■ By Rusty Strait / Senior Reporter
A hearty meal accompanied the heartfelt thanks to the valley’s snowbirds and the contributions they provide to our economy and our youth at the recent Grandfathers For Golf banquet dinner at Golden Village Palms RV Resort Park in Hemet.
Who, I asked, are Grandfathers For Golf and what do they do other than swat a tiny white ball across acres of green (sometimes not so green) grass, seeking to find a small hole in the ground that is fondly referred to as the “tin cup?”
I went to someone who knows a great deal more about this particular nonprofit organization and what they’re actually up to. I consulted with Linda Greilich, who manages the Golden Era Golf Course on the north side of our valley.
“This all began when a few grandfatherly golfers thought it would be nice to introduce some underprivileged school children to their sport — golf. There were perhaps four or five youngsters who showed up at Soboba Country Club for instructions which, at the time, were limited to chip shots and a putting green. Eventually that grew to more than 20 kids.”
Since the Soboba Course is for-profit and Golden Era’s course is nonprofit, Greilich invited the group to make her golf course their home. They accepted her offer and now enjoy their fifth year at Golden Era.
“We bring youth to the game,” said Greilich. “Everyone involved in the project is a volunteer and currently we have 50 of them – we could not operate without them. The Grandfathers hold a weekly fundraiser on Thursdays to keep the money flowing. The major cost is busing the students in from all over the area.”
The organization has grown and expanded to such an extent that it now includes Echo Hills Golf course, south of Hemet, to accommodate the schools in that area.
“Grandfathers For Golf now includes 500 kids and the tutoring has grown beyond chip and putt,” says Greilich. “They are taught how to hold a club, to swing a club and so on until they know a full golf course and what to do there. It is amazing to see how they progress.”
The volunteers are not just local duffers. Snowbirds from Canada have become an integral part of the program. They join with locals by donating golf clubs that have been cut down to size for each kid. In addition they supply balls, gloves — even golfing shoes.
Current club President Ernie Kerchmar said, “This dinner is to thank our friends from the snow country up north for being a part of us and for coming here every year and contributing to our economy and this great program for young and coming golfers. Brendan Steele, from Idyllwild, began his career as a part of our program.”
Steele is currently ranked No. 56 in the world among professional golfers and is ranked in eighth place in the FedExCup and has earned more than $2 million in prize money in 2017.
Ernie and Linda both give credit to affable, former president, Tony Viola, for being there when the Grandfathers For Golf was getting off the ground. Tony, who chefs for Golden Era Golf Course, also prepared the juicy edibles at the snowbird recognition dinner.
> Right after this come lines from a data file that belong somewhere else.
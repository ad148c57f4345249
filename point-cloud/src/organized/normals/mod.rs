//! Integral-image normal estimation.
//!
//! One call to [`IntegralImageNormalEstimator::compute`] processes a full frame:
//!
//! 1. **Discontinuity map**: pixels next to depth jumps or missing depth
//! 2. **Distance field**: chamfer distance to the nearest discontinuity
//! 3. **Solver build**: the summed-area tables needed by the configured method
//! 4. **Per-pixel estimate**: a window sized from depth and bounded by the
//!    distance field, so windows do not straddle occlusion boundaries
//!
//! Every output normal is unit length or [`Normal::ZERO`]. Pixels closer than
//! `normal_smoothing_size` to the frame edge, pixels without depth and pixels
//! whose window would be 2 pixels or less always get the zero normal.
//!
//! All working buffers belong to the call and are dropped when it returns.

mod covariance;
mod depth_change;
mod gradient;

pub use covariance::CovarianceSolver;
pub use depth_change::DepthChangeSolver;
pub use gradient::GradientSolver;

use cv_core::{FloatImage, Normal, NormalMap, OrganizedPointCloud};
use rayon::prelude::*;
use tracing::{debug, warn};

use super::DiscontinuityMap;
use crate::{NormalEstimationConfig, NormalEstimationMethod, Result};

/// Windows at or below this size are not evaluated.
pub const MIN_WINDOW_SIZE: f32 = 2.0;

/// A square window of `size` pixels centred on `(col, row)`.
///
/// The window's top-left corner is `(col - size / 2, row - size / 2)`.
#[derive(Debug, Clone, Copy, PartialEq, Eq)]
pub struct Window {
    pub col: usize,
    pub row: usize,
    pub size: usize,
}

impl Window {
    pub fn new(col: usize, row: usize, size: usize) -> Self {
        Self { col, row, size }
    }

    /// Top-left corner in signed pixel coordinates; may lie outside the grid.
    #[inline]
    pub fn origin(&self) -> (i64, i64) {
        let half = (self.size / 2) as i64;
        (self.col as i64 - half, self.row as i64 - half)
    }
}

/// The per-frame solver for one [`NormalEstimationMethod`], holding the
/// summed-area tables that method needs.
#[derive(Debug)]
pub enum NormalSolver<'a> {
    Covariance(CovarianceSolver),
    Gradient(GradientSolver),
    DepthChange(DepthChangeSolver<'a>),
}

impl<'a> NormalSolver<'a> {
    pub fn build(method: NormalEstimationMethod, cloud: &OrganizedPointCloud<'a>) -> Result<Self> {
        Ok(match method {
            NormalEstimationMethod::CovarianceMatrix => {
                NormalSolver::Covariance(CovarianceSolver::new(cloud)?)
            }
            NormalEstimationMethod::Average3dGradient => {
                NormalSolver::Gradient(GradientSolver::new(cloud)?)
            }
            NormalEstimationMethod::AverageDepthChange => {
                NormalSolver::DepthChange(DepthChangeSolver::new(cloud)?)
            }
        })
    }

    pub fn method(&self) -> NormalEstimationMethod {
        match self {
            NormalSolver::Covariance(_) => NormalEstimationMethod::CovarianceMatrix,
            NormalSolver::Gradient(_) => NormalEstimationMethod::Average3dGradient,
            NormalSolver::DepthChange(_) => NormalEstimationMethod::AverageDepthChange,
        }
    }

    #[inline]
    pub fn estimate(&self, window: Window) -> Normal {
        match self {
            NormalSolver::Covariance(s) => s.estimate(window),
            NormalSolver::Gradient(s) => s.estimate(window),
            NormalSolver::DepthChange(s) => s.estimate(window),
        }
    }
}

/// Normal estimator for organized clouds using integral images.
///
/// The configuration, including the method, is fixed at construction.
/// Instances hold no per-frame state and may be shared across threads.
#[derive(Debug, Clone)]
pub struct IntegralImageNormalEstimator {
    config: NormalEstimationConfig,
}

impl IntegralImageNormalEstimator {
    pub fn new(config: NormalEstimationConfig) -> Result<Self> {
        if let Err(e) = config.validate() {
            warn!(error = %e, "rejected normal estimation config");
            return Err(e);
        }
        Ok(Self { config })
    }

    pub fn config(&self) -> &NormalEstimationConfig {
        &self.config
    }

    /// Width in pixels of the frame border that is never evaluated.
    pub fn border(&self) -> usize {
        self.config.normal_smoothing_size.ceil() as usize
    }

    /// Window size for a pixel at `depth` lying `distance` pixels from the
    /// nearest discontinuity.
    pub fn window_size(&self, depth: f32, distance: f32) -> f32 {
        let scale = if self.config.depth_dependent_smoothing {
            depth / self.config.reference_depth
        } else {
            1.0 / self.config.reference_depth
        };
        (self.config.normal_smoothing_size * scale).min(distance)
    }

    /// Estimate a normal for every pixel of `cloud`.
    pub fn compute(&self, cloud: &OrganizedPointCloud<'_>) -> Result<NormalMap> {
        let width = cloud.width();
        let height = cloud.height();
        let _span = tracing::debug_span!(
            "integral_image_normals",
            width,
            height,
            method = ?self.config.method
        )
        .entered();

        let discontinuities = DiscontinuityMap::compute(
            cloud,
            self.config.max_depth_change_factor,
            self.config.reference_depth,
        );
        debug!(
            discontinuities = discontinuities.discontinuity_count(),
            "computed depth discontinuity map"
        );
        let distance = discontinuities.distance_field();

        let solver = NormalSolver::build(self.config.method, cloud)?;
        debug!(method = ?solver.method(), "built integral images");

        let mut normals = NormalMap::new(width, height);
        let border = self.border();
        if width <= 2 * border || height <= 2 * border {
            debug!(border, "frame smaller than the unevaluated border");
            return Ok(normals);
        }

        normals
            .as_mut_slice()
            .par_chunks_mut(width)
            .enumerate()
            .filter(|(row, _)| *row >= border && *row < height - border)
            .for_each(|(row, out)| {
                for col in border..width - border {
                    out[col] = self.estimate_pixel(&solver, cloud, &distance, col, row);
                }
            });

        debug!(valid = normals.valid_count(), "estimated normals");
        Ok(normals)
    }

    fn estimate_pixel(
        &self,
        solver: &NormalSolver<'_>,
        cloud: &OrganizedPointCloud<'_>,
        distance: &FloatImage,
        col: usize,
        row: usize,
    ) -> Normal {
        let depth = cloud.depth(col, row);
        if !depth.is_finite() || depth == 0.0 {
            return Normal::ZERO;
        }
        let size = self.window_size(depth, distance.get_pixel(col as u32, row as u32)[0]);
        if size.is_nan() || size <= MIN_WINDOW_SIZE {
            return Normal::ZERO;
        }
        solver.estimate(Window::new(col, row, size as usize))
    }
}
Not to be overlooked, the renowned “Seniors on Stage,” another not so hidden talent in the valley, serenaded us throughout the evening. Dancing was the order of the evening and Hemet’s Mayor Linda Krupa sure knows how to swing a wicked dance step.
So much good comes out of our beautiful valley, yet some folks complain that nobody writes anything good about Hemet. This sounds like pretty good stuff to me. Just sayin’.
Play a round of golf while raising money for the kids
■ Staff Reports / Contributed
Grandfathers For Golf invites golfers of any skill level to play in its weekly Men’s Club tourney to raise money to help teach kids the game of golf for free. Playing in the tournaments are a great way to have fun, meet a great group of guys and help fund a good cause, said Tony Viola, club past president.
Fees for the Thursday morning tournaments, held at Golden Era Golf Course, are $25 for 18 holes of golf with cart ($30 for first-time players), a continental breakfast and a full lunch. Tee off is between 7 and 8 a.m. No reservations needed – just show up and sign in. Handicaps are established after one tourney.
Tournament fees are tax deductible because Grandfathers For Golf is nonprofit.
Money raised goes directly toward paying for the costs related to the Grandfathers For Golf program, including equipment for the kids, busing from school districts and other expenses. None of the money is spent on salaries – everybody volunteers their time, said Viola.
The organization teaches an average of 200 kids per 8-week session on three golf courses in the Hemet-San Jacinto area. For more information, contact Viola at (909) 754-4148. Golden Era Golf Course is located at 19871 Gilman Springs Road in San Jacinto.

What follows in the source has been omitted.